Some of our products do not have an intelligent display, so we have previously (6235 & 7260) used the LED output(s) as a basic user diagnostic to show that the WiFi card is present (fitted), powered and functional i.e. it is not in Airplane-Mode (Wireless-Disabled).
I am aware that this status information is available via the software interface, but this approach requires more intelligence and an extra pin from our embedded MCU to drive a status LED ourselves. It is nice and simple when the card does the work.
I have also subsequently noticed that Intel, appear, to have removed the hardware Wireless-Disable (Airplane-Mode) facility for the 8260. Again, I am aware that you can perform this function in software.
Considering that the M.2 (Key-A / Key-E) specification defines both LED outputs (LED1# & LED2#) and hardware Wireless-Disable (W_DIS1# & W_DIS2#) I was somewhat surprised that the 8260 didn't appear to implement it.
I was really looking for confirmation that the 8260 definitively doesn't support LED outputs and hardware Wireless-Disable facilities, just to eliminate any mistakes/misunderstandings from my implementation.
I am not sure what you are asking with your question "Is the adapter native to the system you observing the lack of these functions?".
The 8260 is plugged into a motherboard that has been designed and manufactured by ourselves.

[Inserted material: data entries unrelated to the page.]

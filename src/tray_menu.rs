use crate::{update_session::UpdateIndicator, APP_TITLE, TOOLTIP_NEW_MESSAGE, TOOLTIP_NO_NEW_MESSAGE};

pub(crate) const MENU_OPEN_LABEL: &str = "Open";
pub(crate) const MENU_CHECK_UPDATE_LABEL: &str = "Check for update";
pub(crate) const MENU_COPY_LOG_LABEL: &str = "Copy console log";
pub(crate) const MENU_EXIT_LABEL: &str = "Exit";

#[derive(Debug, Clone, Copy, Default, PartialEq, Eq)]
pub(crate) enum TrayIconVariant {
    #[default]
    Normal,
    Notify,
}

/// Mutable parts of the tray menu; Open, Copy console log and Exit never change.
#[derive(Debug, Clone, PartialEq, Eq)]
pub(crate) struct MenuSpec {
    pub(crate) version_label: String,
    pub(crate) check_update_label: String,
    pub(crate) check_update_enabled: bool,
}

impl MenuSpec {
    pub(crate) fn derive(version: &str, indicator: &UpdateIndicator) -> Self {
        let (check_update_label, check_update_enabled) = match indicator {
            UpdateIndicator::Idle => (MENU_CHECK_UPDATE_LABEL.to_string(), true),
            UpdateIndicator::Checking => ("Checking for update...".to_string(), false),
            UpdateIndicator::Downloading(percent) => {
                (format!("Downloading update ({percent}%)"), false)
            }
            UpdateIndicator::ReadyOnExit(latest) => {
                (format!("Update v.{latest} installs on exit"), false)
            }
            UpdateIndicator::Installing => ("Installing update...".to_string(), false),
        };

        Self {
            version_label: format!("{APP_TITLE} v.{version}"),
            check_update_label,
            check_update_enabled,
        }
    }
}

#[derive(Debug, Clone, PartialEq, Eq)]
pub(crate) struct TrayState {
    pub(crate) icon_variant: TrayIconVariant,
    pub(crate) tooltip: String,
    pub(crate) menu: MenuSpec,
}

impl TrayState {
    pub(crate) fn derive(notifying: bool, indicator: &UpdateIndicator, version: &str) -> Self {
        let icon_variant = if notifying {
            TrayIconVariant::Notify
        } else {
            TrayIconVariant::Normal
        };

        Self {
            icon_variant,
            tooltip: derive_tooltip(notifying, indicator),
            menu: MenuSpec::derive(version, indicator),
        }
    }
}

fn derive_tooltip(notifying: bool, indicator: &UpdateIndicator) -> String {
    let base = if notifying {
        TOOLTIP_NEW_MESSAGE
    } else {
        TOOLTIP_NO_NEW_MESSAGE
    };

    match indicator {
        UpdateIndicator::Idle => base.to_string(),
        UpdateIndicator::Checking => format!("{base} - checking for update"),
        UpdateIndicator::Downloading(percent) => format!("{base} - downloading update {percent}%"),
        UpdateIndicator::ReadyOnExit(latest) => format!("{base} - v.{latest} ready on exit"),
        UpdateIndicator::Installing => format!("{base} - installing update"),
    }
}

/// Badge state carried by a page title, e.g. `(3) Home`.
pub(crate) fn title_signals_notification(title: &str) -> bool {
    title.starts_with(crate::NOTIFY_TITLE_MARKER)
}

#[cfg(test)]
mod tests {
    use super::*;

    #[test]
    fn idle_state_uses_plain_tooltip_and_enabled_check_item() {
        let state = TrayState::derive(false, &UpdateIndicator::Idle, "1.4.0");

        assert_eq!(state.icon_variant, TrayIconVariant::Normal);
        assert_eq!(state.tooltip, TOOLTIP_NO_NEW_MESSAGE);
        assert_eq!(state.menu.version_label, "Omocha Kiki v.1.4.0");
        assert_eq!(state.menu.check_update_label, MENU_CHECK_UPDATE_LABEL);
        assert!(state.menu.check_update_enabled);
    }

    #[test]
    fn notify_state_switches_icon_and_tooltip() {
        let state = TrayState::derive(true, &UpdateIndicator::Idle, "1.4.0");

        assert_eq!(state.icon_variant, TrayIconVariant::Notify);
        assert_eq!(state.tooltip, TOOLTIP_NEW_MESSAGE);
    }

    #[test]
    fn update_phases_disable_check_item() {
        let downloading = MenuSpec::derive("1.4.0", &UpdateIndicator::Downloading(42));
        assert_eq!(downloading.check_update_label, "Downloading update (42%)");
        assert!(!downloading.check_update_enabled);

        let staged = TrayState::derive(
            false,
            &UpdateIndicator::ReadyOnExit("1.5.0".to_string()),
            "1.4.0",
        );
        assert_eq!(staged.tooltip, "No new message - v.1.5.0 ready on exit");
        assert!(!staged.menu.check_update_enabled);
    }

    #[test]
    fn title_marker_detection() {
        assert!(title_signals_notification("(2) Home"));
        assert!(!title_signals_notification("Home (2)"));
        assert!(!title_signals_notification(""));
    }
}
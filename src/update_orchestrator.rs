use std::{fmt, future::Future, sync::Mutex};

use crate::update_session::{
    CheckOutcome, CheckRejected, CheckTrigger, InstallMode, PromptResolution, UpdateChoice,
    UpdateIndicator, UpdateInfo, UpdatePrompt, UpdateSession,
};

/// Remote update feed. Downloads never start on their own.
pub(crate) trait UpdateFeed: Send + Sync {
    fn check(&self) -> impl Future<Output = Result<Option<UpdateInfo>, String>> + Send;

    /// Downloads the update found by the last successful `check`.
    /// `on_progress` receives `(chunk_len, content_length)`.
    fn download<P>(&self, on_progress: P) -> impl Future<Output = Result<(), String>> + Send
    where
        P: FnMut(u64, Option<u64>) + Send;

    /// Installs the downloaded update and restarts the app.
    fn install_now(&self) -> Result<(), String>;

    /// Installs the downloaded update while the process is exiting.
    fn install_staged(&self) -> Result<(), String>;
}

/// User-facing side of the update workflow: prompts, notices, tray indicator.
pub(crate) trait UpdateHost: Send + Sync {
    fn prompt(&self, prompt: UpdatePrompt) -> impl Future<Output = UpdateChoice> + Send;

    fn notify(&self, notice: UpdateNotice) -> impl Future<Output = ()> + Send;

    fn hide_main_window(&self);

    fn publish(&self, indicator: UpdateIndicator);
}

#[derive(Debug, Clone, PartialEq, Eq)]
pub(crate) enum UpdateNotice {
    NoUpdate,
    AwaitingInstall(String),
    CheckFailed(String),
    DownloadFailed(String),
    InstallFailed(String),
}

#[derive(Debug, Clone, PartialEq, Eq)]
pub(crate) enum UpdateError {
    SessionBusy,
    AwaitingInstall(String),
    Feed(String),
}

impl fmt::Display for UpdateError {
    fn fmt(&self, f: &mut fmt::Formatter<'_>) -> fmt::Result {
        match self {
            Self::SessionBusy => write!(f, "an update session is already in progress"),
            Self::AwaitingInstall(version) => {
                write!(f, "update {version} is downloaded and installs on exit")
            }
            Self::Feed(reason) => write!(f, "update feed error: {reason}"),
        }
    }
}

impl From<CheckRejected> for UpdateError {
    fn from(rejected: CheckRejected) -> Self {
        match rejected {
            CheckRejected::SessionBusy => Self::SessionBusy,
            CheckRejected::AwaitingInstall(version) => Self::AwaitingInstall(version),
        }
    }
}

pub(crate) struct UpdateOrchestrator<F, H> {
    feed: F,
    host: H,
    session: Mutex<UpdateSession>,
    current_version: String,
    log: fn(&str),
}

impl<F, H> UpdateOrchestrator<F, H>
where
    F: UpdateFeed,
    H: UpdateHost,
{
    pub(crate) fn new(feed: F, host: H, current_version: impl Into<String>, log: fn(&str)) -> Self {
        Self {
            feed,
            host,
            session: Mutex::new(UpdateSession::default()),
            current_version: current_version.into(),
            log,
        }
    }

    fn with_session<T>(&self, apply: impl FnOnce(&mut UpdateSession) -> T) -> T {
        match self.session.lock() {
            Ok(mut guard) => apply(&mut guard),
            Err(error) => {
                (self.log)("update session lock poisoned; continuing with inner state");
                apply(&mut error.into_inner())
            }
        }
    }

    fn publish_indicator(&self) {
        let indicator = self.with_session(|session| session.indicator());
        self.host.publish(indicator);
    }

    /// Startup check; failures only reach the log.
    pub(crate) async fn initialize(&self) {
        (self.log)(&format!(
            "update orchestrator initialized, auto-download disabled, current_version={}",
            self.current_version
        ));
        if let Err(error) = self.run_check(CheckTrigger::Startup).await {
            (self.log)(&format!("startup update check failed (silent): {error}"));
        }
    }

    pub(crate) async fn background_check(&self) {
        if let Err(error) = self.run_check(CheckTrigger::Background).await {
            (self.log)(&format!("background update check skipped: {error}"));
        }
    }

    /// Manual check. Clears a previous decline; `Ok(false)` means no update.
    pub(crate) async fn check_for_update(&self) -> Result<bool, UpdateError> {
        self.run_check(CheckTrigger::Manual).await
    }

    /// Manual check from the tray, surfacing every outcome to the user.
    pub(crate) async fn check_for_update_interactive(&self) {
        match self.check_for_update().await {
            Ok(true) => {}
            Ok(false) => self.host.notify(UpdateNotice::NoUpdate).await,
            Err(UpdateError::SessionBusy) => {
                (self.log)("manual update check ignored: a session is already in progress");
            }
            Err(UpdateError::AwaitingInstall(version)) => {
                self.host
                    .notify(UpdateNotice::AwaitingInstall(version))
                    .await;
            }
            Err(UpdateError::Feed(reason)) => {
                self.host.notify(UpdateNotice::CheckFailed(reason)).await;
            }
        }
    }

    async fn run_check(&self, trigger: CheckTrigger) -> Result<bool, UpdateError> {
        let declined = self.with_session(|session| {
            session
                .begin_check(trigger)
                .map(|()| session.declined())
                .map_err(|rejected| {
                    (self.log)(&format!(
                        "update check rejected: trigger={trigger:?} phase={:?}",
                        session.phase()
                    ));
                    rejected
                })
        })?;
        self.publish_indicator();
        (self.log)(&format!(
            "checking for update: trigger={trigger:?} declined={declined}"
        ));

        let found = match self.feed.check().await {
            Ok(found) => found,
            Err(error) => {
                self.with_session(|session| session.fail_check());
                self.publish_indicator();
                return Err(UpdateError::Feed(error));
            }
        };

        let outcome = self.with_session(|session| {
            session.finish_check(trigger, found, &self.current_version)
        });
        self.publish_indicator();

        match outcome {
            CheckOutcome::NoUpdate => {
                (self.log)("update check finished: no update available");
                Ok(false)
            }
            CheckOutcome::Suppressed => {
                (self.log)("update available but prompt suppressed: declined this session");
                Ok(true)
            }
            CheckOutcome::Prompt(prompt) => {
                (self.log)(&format!("update available: version={}", prompt.version));
                self.prompt_and_apply(prompt).await;
                Ok(true)
            }
        }
    }

    async fn prompt_and_apply(&self, prompt: UpdatePrompt) {
        let choice = self.host.prompt(prompt).await;
        let mode = match self.with_session(|session| session.resolve_prompt(choice)) {
            PromptResolution::Declined => {
                (self.log)("update prompt declined; no further prompts until a manual check");
                self.publish_indicator();
                return;
            }
            PromptResolution::Download(mode) => mode,
        };

        if mode == InstallMode::Now {
            self.host.hide_main_window();
        }
        self.with_session(|session| session.begin_download());
        self.publish_indicator();
        (self.log)(&format!("downloading update: mode={mode:?}"));

        let mut downloaded: u64 = 0;
        let result = self
            .feed
            .download(|chunk_len, content_length| {
                downloaded = downloaded.saturating_add(chunk_len);
                let changed = self
                    .with_session(|session| session.record_progress(downloaded, content_length));
                if let Some(percent) = changed {
                    self.host.publish(UpdateIndicator::Downloading(percent));
                }
            })
            .await;

        if let Err(error) = result {
            self.with_session(|session| session.fail_download());
            self.publish_indicator();
            (self.log)(&format!("update download failed: {error}"));
            self.host.notify(UpdateNotice::DownloadFailed(error)).await;
            return;
        }

        match self.with_session(|session| session.finish_download()) {
            Some(InstallMode::Now) => {
                self.with_session(|session| session.begin_install());
                self.publish_indicator();
                (self.log)("update downloaded, installing and restarting");
                if let Err(error) = self.feed.install_now() {
                    self.with_session(|session| session.fail_download());
                    self.publish_indicator();
                    (self.log)(&format!("update install failed: {error}"));
                    self.host.notify(UpdateNotice::InstallFailed(error)).await;
                }
            }
            Some(InstallMode::OnExit) => {
                self.publish_indicator();
                (self.log)("update downloaded, installs on next exit");
            }
            None => {}
        }
    }

    /// Exit hook: installs an update that was staged for the next quit.
    pub(crate) fn install_pending_on_exit(&self) {
        let staged_version = self.with_session(|session| {
            if !session.pending_install_on_exit() {
                return None;
            }
            let version = session.latest_version().unwrap_or_default().to_string();
            session.begin_install();
            Some(version)
        });
        let Some(version) = staged_version else {
            return;
        };

        (self.log)(&format!("installing staged update {version} on exit"));
        if let Err(error) = self.feed.install_staged() {
            (self.log)(&format!("staged update install failed: {error}"));
        }
    }

    #[cfg(test)]
    fn session_snapshot(&self) -> UpdateSession {
        self.with_session(|session| session.clone())
    }
}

Over a number of years we have designed a range of embedded PC products, for which recent products have used Intel's 6235 and 7260 mini-PCIe cards.
This is our first design that uses an M.2 slot and hence the 8260.
[For information, this product also has a half-sized mini-PCIe slot. If we install a 7260 card into the mini-PCIe slot, then the LED outputs and Wireless-Disable functions work as expected.] [We do, of course, obtain additional certification for our products via approved testing using certified test-houses, compliant with CE-marking, e-marking and R&TTE directives, as applicable to each individual product].